Borrs cède à ERC et appelle à l’investiture complète pour vendredi

Le président du Parlement entame la ronde de contacts avec les groupes parlementaires malgré la réticence de JxCat à soutenir Aragon

GRAFCAT9907 Sant Joan de Vilatorrada (BARCELONE) .- Le président de la ...

La présidente du Parlement, Laura Borrs, sort de prison après avoir rendu visite vendredi aux hommes politiques condamnés pour sédition
Susanna sez EFE

  • Négociation d’indépendance.

    ERC accepte l’investiture de Pere Aragons avec la CUP en échange de la préparation d’un nouveau 1-O et de la réforme des Mossos

  • Catalua.

    L’effet Illa ne trouve pas sa place en Catalogne

La bataille entre ERC et JxCat qui a alourdi la gestion du gouvernement de la Generalitat pendant la pandémie se poursuit pendant les négociations pour l’investiture et la formation d’un nouvel exécutif indépendantiste. Le président de la Parlament,Laura Borrs, qui avait menacé de suspendre la séance plénière prévue cette semaine alléguant l’absence de consensus autour d’un candidat, faisant correspondre le fonctionnement de l’institution aux intérêts de Carles Puigdemont -il veut faire transpirer le républicain Père Aragon et prendre le contrôle des conseillers stratégiques avant d’en faire le nouveau président – il a annoncé aujourd’hui qu’il convoquerait enfin la session plénière de vendredi prochain. Respectant ainsi les délais de dix jours ouvrables à compter de la constitution du Parlement établis par la loi.

« Vendredi, il y aura une inauguration complète et il y aura un candidat », a déclaré la présidente de la Chambre catalane dans une interview à TV3, dans laquelle elle a évité de dire si ce serait finalement Aragon ou, comme le souhaite le PSC, malgré non. ayant le soutien suffisant pour se faire élire, Salvador Illa. Bien qu’il ait souligné que « les espaces politiques du mouvement indépendantiste travaillent pour un accord qui représente les résultats du 14-F ».

De cette manière, quatre jours après le début de la session plénière, Borrs a décidé d’activer le cycle obligatoire de contacts avec les groupes parlementaires. Une décision marquée par l’accord de pré-investiture que l’ERC a conclu avec la CUP dimanche soir afin de faire pression sur JxCat. Un pacte dans lequel l’anti-système s’engage à soutenir l’investiture d’Aragon en échange du lancement par le Gouvernement de la Generalitat dans la législature actuelle d’un nouveau défi à l’Etat « de préférence sous la forme d’un référendum » pour l’indépendance et prochainement lié à la Mossos d’Esquadra.

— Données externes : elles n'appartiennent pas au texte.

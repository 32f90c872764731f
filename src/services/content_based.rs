//! Content-based recommendations from "similar movies" of seed movies.
//!
//! Seeds are the user's highest-rated list entries, or a random sample of
//! their interaction history when nothing is rated. The similar movies of
//! every seed are merged, stripped of anything the user has already seen,
//! deduplicated and randomly sampled.

use rand::seq::SliceRandom;
use rand::Rng;
use std::cmp::Reverse;
use std::collections::HashSet;
use std::sync::Arc;

use crate::{
    db::UserStore,
    error::AppResult,
    models::{MovieId, MovieSummary, UserListEntry},
    services::providers::{fetch_similar_batch, MetadataProvider},
};

pub struct ContentRecommender {
    store: Arc<dyn UserStore>,
    metadata: Arc<dyn MetadataProvider>,
    seed_count: usize,
    limit: usize,
}

impl ContentRecommender {
    pub fn new(
        store: Arc<dyn UserStore>,
        metadata: Arc<dyn MetadataProvider>,
        seed_count: usize,
        limit: usize,
    ) -> Self {
        Self {
            store,
            metadata,
            seed_count,
            limit,
        }
    }

    /// Up to `limit` unseen, distinct movies similar to the user's seeds
    pub async fn recommend(
        &self,
        uid: &str,
        interacted: &HashSet<MovieId>,
    ) -> AppResult<Vec<MovieSummary>> {
        let seeds = self.seed_movies(uid, interacted).await?;
        if seeds.is_empty() {
            tracing::info!(uid = %uid, "No seed movies, nothing to recommend");
            return Ok(Vec::new());
        }

        let candidates = fetch_similar_batch(self.metadata.clone(), seeds.clone()).await;
        let candidate_count = candidates.len();

        let unseen = exclude_seen(candidates, interacted);
        let movies = unique_randomized(unseen, self.limit, &mut rand::rng());

        tracing::info!(
            uid = %uid,
            seeds = ?seeds,
            candidates = candidate_count,
            returned = movies.len(),
            "Content-based recommendations built"
        );

        Ok(movies)
    }

    /// Seeds for similarity expansion
    ///
    /// Rated list entries by score, highest first. Falls back to a random
    /// sample of the interaction history when no entry is rated.
    pub async fn seed_movies(
        &self,
        uid: &str,
        interacted: &HashSet<MovieId>,
    ) -> AppResult<Vec<MovieId>> {
        let entries = self.store.list_entries(uid).await?;

        let rated = rated_seeds(entries, self.seed_count);
        if !rated.is_empty() {
            tracing::debug!(uid = %uid, seeds = ?rated, "Seeding from rated list entries");
            return Ok(rated);
        }

        let sampled = sample_ids(interacted, self.seed_count, &mut rand::rng());
        tracing::debug!(uid = %uid, seeds = ?sampled, "Seeding from interaction history");
        Ok(sampled)
    }
}

/// Ids of the `count` highest-scored rated entries; ties keep list order
pub fn rated_seeds(entries: Vec<UserListEntry>, count: usize) -> Vec<MovieId> {
    let mut rated: Vec<(MovieId, u8)> = entries
        .iter()
        .filter_map(|entry| entry.score().map(|score| (entry.movie_id, score)))
        .collect();

    rated.sort_by_key(|(_, score)| Reverse(*score));
    rated.into_iter().take(count).map(|(id, _)| id).collect()
}

/// Up to `count` ids drawn at random from `ids`
pub fn sample_ids<R: Rng + ?Sized>(
    ids: &HashSet<MovieId>,
    count: usize,
    rng: &mut R,
) -> Vec<MovieId> {
    let mut ids: Vec<MovieId> = ids.iter().copied().collect();
    // HashSet order is not stable across runs; sort so a seeded rng is reproducible
    ids.sort_unstable();
    ids.shuffle(rng);
    ids.truncate(count);
    ids
}

/// Drops every movie the user has already interacted with
pub fn exclude_seen(movies: Vec<MovieSummary>, seen: &HashSet<MovieId>) -> Vec<MovieSummary> {
    movies
        .into_iter()
        .filter(|movie| !seen.contains(&movie.id))
        .collect()
}

/// Keeps the first occurrence of each id, shuffles, and truncates to `limit`
pub fn unique_randomized<R: Rng + ?Sized>(
    movies: Vec<MovieSummary>,
    limit: usize,
    rng: &mut R,
) -> Vec<MovieSummary> {
    let mut seen = HashSet::with_capacity(movies.len());
    let mut unique: Vec<MovieSummary> = movies
        .into_iter()
        .filter(|movie| seen.insert(movie.id))
        .collect();

    unique.shuffle(rng);
    unique.truncate(limit);
    unique
}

Cependant, il existe des secteurs de la CUP, tels que Endavant, qui ne sont pas d’accord avec l’accord signé, qui garantit un débat tendu dans les assemblées que la formation a convoquées pour approuver l’accord préliminaire. Il ne semble pas non plus probable que vendredi Aragon aura le soutien de JxCat pour être élu lors du premier vote, ce qui entraînerait la tenue d’une deuxième session plénière dimanche.

Alors qu’à JxCat, ils insistent pour avoir le contrôle de certains conseillers clés, tels que celui d’Ecomoma, Justice et Education, ainsi qu’une vice-présidence pour Elsa Artadi Avec les pouvoirs économiques, les républicains veulent faire passer un message de calme et d’unité pour freiner les spéculations sur une avance électorale.

« Je suis convaincu qu’il y aura un accord. Nous avançons, même s’il est vrai que nous avons de nombreuses questions de fond à clarifier et à partager. Nous ferons de notre mieux pour tenir une session plénière vendredi avec toutes les garanties », a déclaré ERC numéro deux, Laura Vilagr.

L’écart entre ERC et JxCat sur certaines questions nucléaires est toujours important. Parmi eux, quel est le rôle joué dans cette législature par l’évadé Puigdemont, que son parti et une partie du séparatisme continuent de revendiquer comme le « président légitime », tandis que l’ERC refuse de lui donner une plus grande importance. Dans une tentative de briser la dialectique légitimiste avec laquelle JxCat a détourné la politique catalane depuis 2017.

Une autre question qui fait l’objet de controverses est le rôle de la CUP dans le nouvel exécutif catalan. Objet de désir des deux formations, si les républicains y voient un allié pour se plonger dans l’agenda de gauche, Puigdemont tente d’attirer l’antisystème à lui-même en garantissant un discours insurrectionnel du gouvernement lors de la prochaine législature.